Explainable Predictions

Scores alone don't help researchers. Synaptix explains every prediction at three levels:

  • Biological Pathways: BFS traversal through the knowledge graph finds chains like Drug -> binds Gene -> participates in Pathway -> disrupted in Disease
  • Plain English: Google Gemini 2.0 Flash translates complex paths into language anyone understands -- integrated across the platform for drug explanations, 4-section research briefs for no-cure diseases, and real-time PubMed paper extraction in our AI research agents
  • Interactive Research Assistant: A context-aware chat interface powered by Gemini that understands the current disease, selected drug, prediction scores, and active pathway -- researchers can ask follow-up questions naturally

Living Knowledge Graph

Static databases go stale. DRKG was built in 2020. Synaptix turns a frozen snapshot into a collaborative, living graph:

  • Researchers contribute new edges with evidence (PubMed links)
  • Peer review -- agree/disagree/uncertain voting on any edge
  • Four AI Research Agents continuously scan external sources:
    • PubMed scanner extracts drug-disease relationships from recent papers using Gemini
    • Clinical Trial monitor queries ClinicalTrials.gov for active trials
    • PubChem scanner checks drug-likeness, bioactivity assays, and structural analogs via PUG REST API
    • Hypothesis Validator cross-references all sources to compute external evidence scores (0.0-1.0)
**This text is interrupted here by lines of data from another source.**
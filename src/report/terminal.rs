use std::path::Path;

use colored::*;
use comfy_table::presets::UTF8_FULL;
use comfy_table::{Attribute, Cell, Color, ContentArrangement, Table};

use crate::models::{LicenseRecord, Rating};

/// Render the console report: header, one table row per record, tier summary.
pub fn render(records: &[LicenseRecord], path: &Path, quiet: bool) {
    if quiet {
        println!("{}", summary_line(records));
        return;
    }

    println!(
        "\n {} v{}",
        "license-rater".bold(),
        env!("CARGO_PKG_VERSION")
    );
    println!(" Scanning: {}\n", path.display());

    if records.is_empty() {
        println!(" No packages or dependencies found.");
        return;
    }

    println!("{}", build_table(records));
    println!("\n {}", summary_line(records));
}

/// Package / License / Rating table, rows in input order.
pub fn build_table(records: &[LicenseRecord]) -> Table {
    let mut table = Table::new();
    table
        .load_preset(UTF8_FULL)
        .set_content_arrangement(ContentArrangement::Dynamic)
        .set_header(vec![
            Cell::new("Package").add_attribute(Attribute::Bold),
            Cell::new("License").add_attribute(Attribute::Bold),
            Cell::new("Rating").add_attribute(Attribute::Bold),
        ]);

    for record in records {
        let (label, color) = match record.rating {
            Rating::Trusted => ("✓ Trusted", Color::Green),
            Rating::Caution => ("⚠ Caution", Color::Yellow),
            Rating::Risky => ("✗ Risky", Color::Red),
        };
        table.add_row(vec![
            Cell::new(&record.name),
            Cell::new(&record.license),
            Cell::new(label).fg(color),
        ]);
    }

    table
}

fn summary_line(records: &[LicenseRecord]) -> String {
    let count = |rating: Rating| records.iter().filter(|r| r.rating == rating).count();
    format!(
        "Total: {}  Trusted: {}  Caution: {}  Risky: {}",
        records.len(),
        count(Rating::Trusted).to_string().green(),
        count(Rating::Caution).to_string().yellow(),
        count(Rating::Risky).to_string().red(),
    )
}
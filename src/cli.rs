use std::path::PathBuf;

use clap::Parser;

#[derive(Parser, Debug)]
#[command(
    name = "license-rater",
    about = "Extract library references from a source file and rate their licenses",
    version
)]
pub struct Cli {
    /// File to scan: .py, .java, pom .xml or requirements*.txt
    pub path: PathBuf,

    /// Export the report as a spreadsheet (CSV)
    #[arg(short, long)]
    pub export: bool,

    /// Spreadsheet path; implies --export [default: license_report.csv]
    #[arg(short, long, value_name = "FILE")]
    pub output: Option<PathBuf>,

    /// Console output format
    #[arg(long, default_value = "terminal", value_name = "FORMAT")]
    pub format: OutputFormat,

    /// Do not contact package registries; unresolved licenses are reported as Unknown
    #[arg(long)]
    pub offline: bool,

    /// Config file [default: <file dir>/.license-rater/config.toml, fallback ~/.config/license-rater/config.toml]
    #[arg(long)]
    pub config: Option<PathBuf>,

    /// Only print the summary line
    #[arg(short, long)]
    pub quiet: bool,

    /// Log each registry lookup
    #[arg(short, long)]
    pub verbose: bool,
}

#[derive(Debug, Clone, Copy, PartialEq, Eq, clap::ValueEnum)]
pub enum OutputFormat {
    Terminal,
    Json,
}
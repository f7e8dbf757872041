use std::path::Path;

use crate::error::{Result, ScanError};

/// Syntax of the scanned file, decided by its name.
#[derive(Debug, Clone, Copy, PartialEq, Eq)]
pub enum FileKind {
    PythonSource,
    Requirements,
    JavaSource,
    MavenPom,
}

/// Detect the file kind from the extension (case-insensitive).
pub fn detect_file_kind(path: &Path) -> Result<FileKind> {
    let extension = path
        .extension()
        .and_then(|e| e.to_str())
        .map(str::to_lowercase)
        .unwrap_or_default();
    let file_name = path
        .file_name()
        .and_then(|n| n.to_str())
        .map(str::to_lowercase)
        .unwrap_or_default();

    match extension.as_str() {
        "py" => Ok(FileKind::PythonSource),
        "java" => Ok(FileKind::JavaSource),
        "xml" => Ok(FileKind::MavenPom),
        "txt" if file_name.starts_with("requirements") => Ok(FileKind::Requirements),
        _ => Err(ScanError::UnsupportedFileType(path.to_path_buf())),
    }
}

#[cfg(test)]
mod tests {
    use super::*;

    #[test]
    fn test_detect_supported() {
        assert_eq!(
            detect_file_kind(Path::new("app/main.py")).unwrap(),
            FileKind::PythonSource
        );
        assert_eq!(
            detect_file_kind(Path::new("Main.JAVA")).unwrap(),
            FileKind::JavaSource
        );
        assert_eq!(
            detect_file_kind(Path::new("pom.xml")).unwrap(),
            FileKind::MavenPom
        );
        assert_eq!(
            detect_file_kind(Path::new("requirements-dev.txt")).unwrap(),
            FileKind::Requirements
        );
    }

    #[test]
    fn test_detect_unsupported() {
        for name in ["build.gradle", "notes.txt", "Makefile", "package.json"] {
            assert!(matches!(
                detect_file_kind(Path::new(name)),
                Err(ScanError::UnsupportedFileType(_))
            ));
        }
    }
}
Every new edge makes every future prediction smarter.

Rare Disease Discovery

We systematically scanned every disease in DRKG and identified 1,434 diseases with zero known treatment. For the top 100, we generated drug candidates -- 500 new drug-disease predictions that didn't exist before Synaptix. For 7 critical diseases (ALS, Huntington's, Glioblastoma, Pancreatic Cancer, Lupus, CJD, Fibromyalgia), we provide full research briefs and exportable CSV reports.

Cloud-Native Deployment

The entire platform runs on Vultr Cloud Compute -- Dockerized FastAPI backend with nginx reverse proxy. Background async startup pre-caches predictions for 21 diseases in ~50 seconds with a real-time progress ring. Cached predictions serve in <0.15 seconds.

The Experience

Inspired by retro computing aesthetics, Synaptix features a Windows 95-themed interface with a cinematic CRT boot sequence, 3D force-directed knowledge graph with interactive legend filtering and node inspection, and a floating research assistant -- making complex biological data feel approachable and explorable.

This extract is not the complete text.